Derneğin mühürlenmesini kınayan Halkların Eşitlik ve Demokrasi Partisi (DEM Parti) Karşıyaka İlçe Eşbaşkanı Neriman Birlikler, “Türkiye’de üniversitelerde Kürtçe eğitim varken, TRT Şeş diye bir kanal varken, barış ve demokratik toplum çalışmalarının yürütüldüğü bir süreçte bu uygulamayı kınıyorum. Barış eşit halklar arasında olur. Bizim dilimize bile tahammül edemiyorlar. Ana dil bir haktır.

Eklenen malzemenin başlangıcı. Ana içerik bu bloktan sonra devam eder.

//! Configuration type definitions.

use super::enums::ColorSpec;
use crate::draw::{Color, DEFAULT_PALETTE};
use crate::input::state::DEFAULT_BRUSH_WIDTH;
use schemars::JsonSchema;
use serde::{Deserialize, Serialize};

/// Drawing-related settings.
///
/// Controls the tool state a freshly mounted board starts with. Users change
/// these at runtime from the toolbar; runtime changes are never written back.
#[derive(Debug, Serialize, Deserialize, JsonSchema)]
pub struct DrawingConfig {
    /// Default brush color - a palette name (black, slate, red, green, blue,
    /// purple, yellow, orange, white, sky), a hex string like `"#e53e3e"`, or an
    /// RGB array like `[229, 62, 62]`
    #[serde(default = "default_color")]
    pub default_color: ColorSpec,

    /// Default brush width in pixels (valid range: 1 - 20)
    #[serde(default = "default_brush_width")]
    pub default_brush_width: i64,

    /// Swatches offered by the color picker, in display order
    #[serde(default = "default_palette")]
    pub palette: Vec<ColorSpec>,
}

impl Default for DrawingConfig {
    fn default() -> Self {
        Self {
            default_color: default_color(),
            default_brush_width: default_brush_width(),
            palette: default_palette(),
        }
    }
}

impl DrawingConfig {
    /// Resolves the palette, skipping entries that are not valid colors.
    pub fn palette_colors(&self) -> Vec<Color> {
        self.palette
            .iter()
            .filter_map(ColorSpec::try_to_color)
            .collect()
    }
}

// =============================================================================
// Default value functions
// =============================================================================

fn default_color() -> ColorSpec {
    ColorSpec::Name("#000000".to_string())
}

fn default_brush_width() -> i64 {
    DEFAULT_BRUSH_WIDTH as i64
}

fn default_palette() -> Vec<ColorSpec> {
    DEFAULT_PALETTE
        .iter()
        .map(|color| ColorSpec::Name(color.to_hex()))
        .collect()
}
//! Input handling and tool state.
//!
//! This module translates host pointer events into buffer-local strokes. It
//! maintains the current tool state (mode, color, brush width) and the
//! transient stroke session between pointer-down and pointer-up.

pub mod events;
pub mod state;
pub mod tool;
pub mod translate;

// Re-export commonly used types at module level
pub use events::{EventResponse, PointerEvent, TouchPoint};
pub use state::{DrawingBoard, StrokeRenderer, StrokeSession, ToolState};
pub use tool::{CursorHint, ToolMode, ToolModeParseError};
pub use translate::translate;
//! Drawing tool mode selection.

use crate::draw::Composite;
use thiserror::Error;

/// Active drawing mode.
///
/// The toolbar buttons act as toggles: selecting the mode that is already
/// active switches back to [`ToolMode::Inactive`], which hands pointer input
/// back to the rest of the page.
#[derive(Debug, Clone, Copy, PartialEq, Eq, Default)]
pub enum ToolMode {
    /// Paint strokes in the current color
    Paint,
    /// Erase existing strokes along the pointer path
    Erase,
    /// Drawing disabled (default)
    #[default]
    Inactive,
}

/// Pointer cursor the host should show over the drawing buffer.
#[derive(Debug, Clone, Copy, PartialEq, Eq)]
pub enum CursorHint {
    Crosshair,
    Cell,
    Default,
}

impl ToolMode {
    /// Transition table for a toolbar selection.
    ///
    /// | current  | selected | result   |
    /// |----------|----------|----------|
    /// | X        | X        | Inactive |
    /// | X        | Y (≠ X)  | Y        |
    pub fn select(self, selected: ToolMode) -> ToolMode {
        if self == selected {
            ToolMode::Inactive
        } else {
            selected
        }
    }

    /// Returns true for modes that accept strokes.
    pub fn is_drawing(self) -> bool {
        !matches!(self, ToolMode::Inactive)
    }

    /// Compositing rule for strokes in this mode, if any.
    pub fn composite(self) -> Option<Composite> {
        match self {
            ToolMode::Paint => Some(Composite::SourceOver),
            ToolMode::Erase => Some(Composite::DestinationOut),
            ToolMode::Inactive => None,
        }
    }

    pub fn cursor_hint(self) -> CursorHint {
        match self {
            ToolMode::Paint => CursorHint::Crosshair,
            ToolMode::Erase => CursorHint::Cell,
            ToolMode::Inactive => CursorHint::Default,
        }
    }

    /// Interaction hint shown in the board's corner.
    pub fn guide_text(self) -> &'static str {
        if self.is_drawing() {
            "Click and drag to draw"
        } else {
            "Drag items to rearrange"
        }
    }
}

/// Returned when a mode name is not recognised.
#[derive(Debug, Clone, PartialEq, Eq, Error)]
#[error("unknown mode '{0}' (expected paint, erase or inactive)")]
pub struct ToolModeParseError(pub String);

impl std::str::FromStr for ToolMode {
    type Err = ToolModeParseError;

    fn from_str(s: &str) -> Result<Self, Self::Err> {
        match s.to_lowercase().as_str() {
            "paint" | "draw" | "pen" => Ok(Self::Paint),
            "erase" | "eraser" => Ok(Self::Erase),
            "inactive" | "none" | "off" => Ok(Self::Inactive),
            _ => Err(ToolModeParseError(s.to_string())),
        }
    }
}
//! Freehand raster drawing surface.
//!
//! A [`DrawingBoard`] owns a Cairo image buffer stretched over a host
//! container, turns pointer and touch input into round-capped paint or erase
//! strokes, and keeps the buffer sized to the container through resize
//! notifications. Hosts wire their event sources to the board's `on_pointer_*`
//! handlers and their layout hooks to [`host::ResizeObserver`].

pub mod config;
pub mod draw;
pub mod host;
pub mod input;
pub mod replay;
pub mod util;

pub use config::Config;
pub use input::{DrawingBoard, ToolMode};
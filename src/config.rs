//! Configuration types for document fetching and formatting.
//!
//! All behaviour is controlled through [`LibraryConfig`], built via its
//! [`LibraryConfigBuilder`]. The same config is shared by the HTTP client,
//! the formatter and the fetch orchestrator.

use crate::error::LibraryError;
use serde::{Deserialize, Serialize};

/// Root of the Drive v3 REST API.
pub const DEFAULT_API_BASE_URL: &str = "https://www.googleapis.com/drive/v3";

/// Configuration for a [`crate::fetch::Library`].
///
/// # Example
/// ```rust
/// use library_docs::LibraryConfig;
///
/// let config = LibraryConfig::builder()
///     .request_timeout_secs(10)
///     .default_byline("The Newsroom")
///     .build()
///     .unwrap();
/// assert_eq!(config.revision_id, "1");
/// ```
#[derive(Debug, Clone, Serialize, Deserialize)]
pub struct LibraryConfig {
    /// Base URL of the document service. Default: [`DEFAULT_API_BASE_URL`].
    pub api_base_url: String,

    /// Per-request HTTP timeout in seconds. Default: 30.
    pub request_timeout_secs: u64,

    /// Revision looked up for authorship metadata. Default: `"1"`.
    ///
    /// The first revision names the person who created the document, which is
    /// what `createdBy` reports.
    pub revision_id: String,

    /// Field mask passed to the revision lookup. Default: `"*"`.
    pub revision_fields: String,

    /// Byline used when neither the body nor the revision names anyone.
    /// Default: `"Unknown"`.
    pub default_byline: String,

    /// Remove the detected byline paragraph from the rendered html. Default: true.
    pub strip_byline_paragraph: bool,
}

impl Default for LibraryConfig {
    fn default() -> Self {
        Self {
            api_base_url: DEFAULT_API_BASE_URL.to_string(),
            request_timeout_secs: 30,
            revision_id: "1".to_string(),
            revision_fields: "*".to_string(),
            default_byline: "Unknown".to_string(),
            strip_byline_paragraph: true,
        }
    }
}

impl LibraryConfig {
    /// Create a new builder for `LibraryConfig`.
    pub fn builder() -> LibraryConfigBuilder {
        LibraryConfigBuilder {
            config: Self::default(),
        }
    }
}

/// Builder for [`LibraryConfig`].
#[derive(Debug)]
pub struct LibraryConfigBuilder {
    config: LibraryConfig,
}

impl LibraryConfigBuilder {
    pub fn api_base_url(mut self, url: impl Into<String>) -> Self {
        self.config.api_base_url = url.into().trim_end_matches('/').to_string();
        self
    }

    pub fn request_timeout_secs(mut self, secs: u64) -> Self {
        self.config.request_timeout_secs = secs;
        self
    }

    pub fn revision_id(mut self, id: impl Into<String>) -> Self {
        self.config.revision_id = id.into();
        self
    }

    pub fn revision_fields(mut self, fields: impl Into<String>) -> Self {
        self.config.revision_fields = fields.into();
        self
    }

    pub fn default_byline(mut self, byline: impl Into<String>) -> Self {
        self.config.default_byline = byline.into();
        self
    }

    pub fn strip_byline_paragraph(mut self, v: bool) -> Self {
        self.config.strip_byline_paragraph = v;
        self
    }

    /// Build the configuration, validating constraints.
    pub fn build(self) -> Result<LibraryConfig, LibraryError> {
        let c = &self.config;
        if !c.api_base_url.starts_with("http://") && !c.api_base_url.starts_with("https://") {
            return Err(LibraryError::InvalidConfig(format!(
                "API base URL must be http(s), got '{}'",
                c.api_base_url
            )));
        }
        if c.request_timeout_secs == 0 {
            return Err(LibraryError::InvalidConfig(
                "Request timeout must be ≥ 1 second".into(),
            ));
        }
        if c.revision_id.trim().is_empty() {
            return Err(LibraryError::InvalidConfig(
                "Revision id must not be empty".into(),
            ));
        }
        if c.default_byline.trim().is_empty() {
            return Err(LibraryError::InvalidConfig(
                "Default byline must not be empty".into(),
            ));
        }
        Ok(self.config)
    }
}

Diller ve renkler ülkelerin değeridir, devletin dilleri desteklemesi varken engellemeye çalışıyor. Kürt dili üzerindeki bütün engellerin kaldırılması lazım. Ana dil ana sütü gibi helaldir.
 
‘Tek taraflı adım olmaz’
 
Ana dilin olmaması o milletin de var olmaması anlamına geldiğini ifade eden Mezopotamya Yakınlarını Kaybeden Ailelerle Yardımlaşma Dayanışma Derneğinden Rahime Turan da “Bu süreçte yasağın olmaması gerekir. Hele ki dil üzerinde. Aslında tersine özellikle Kürtçe dilinin öğrenilmesi için destekçi olmaları gerekir.  Ana dilimiz hayatımızdır ve her halkta olduğu gibi bizim de temel hakkımızdır. Milyonlarca insan ana dil için hayatını kaybetti, binlerce insan cezaevinde, çoğu kişinin mezar yeri bile belli değil. Biz bu uygulamayı kabul etmiyoruz. Dilimizi bırakmayız. Aslında devletin teşvik etmesi gerekir. Bu şekilde barış olmaz, tek taraflı adım olmaz, devletin de adım atması gerekir. Biz gerçek bir barış istiyoruz bunun için de daha kolaylaştırmaları gerekirdi. Derneğin mühürlenmesini kınıyoruz” şeklide dile getirdi.
 
‘Dernek Kürtçe öğrenmek isteyen birçok insan için gerekli’
 
Dernekte Kürtçe öğrenmeye geldiğini dile getiren kursiyerlerinden Sibel Urul, “Ben Kürdüm ama Türk gibi büyüdüm. Kapanınca çok üzüldüm. Çocuklarım da bilmiyor. Sadece eşim biliyor. Kınıyorum. Çocuklarımın da öğrenmesini istiyorum. Onlar kendi çaplarında telefondan öğrenmeye çalışıyor. Bu kurslar çok önemli. Çocuklar kurslar açıldıkça gelecek. Benim gibi bilmeyen öğrenmek isteyen birçok insan için gerekli” şeklinde konştu.
 
 
‘Her yerde Kürtçe konuşulabilmeli, Kürtçe okullar açılmalı’
 
Ana dilin her yerde serbest olmasını, okulların yaygınlaşmasını istediklerini ancak yasaklarla karşı karşıya kaldıklarını ifade eden DEM Parti Bayraklı İlçe Eşbaşkanı Nisbet Özdilek, “Dilimize sahip çıkmamız gerekiyor. Dilimiz onurumuzdur. Tüm Kürt kadınlarına aile içinde ve dışarda Kürtçe konuşmaları çağrısında bulunuyorum” dedi.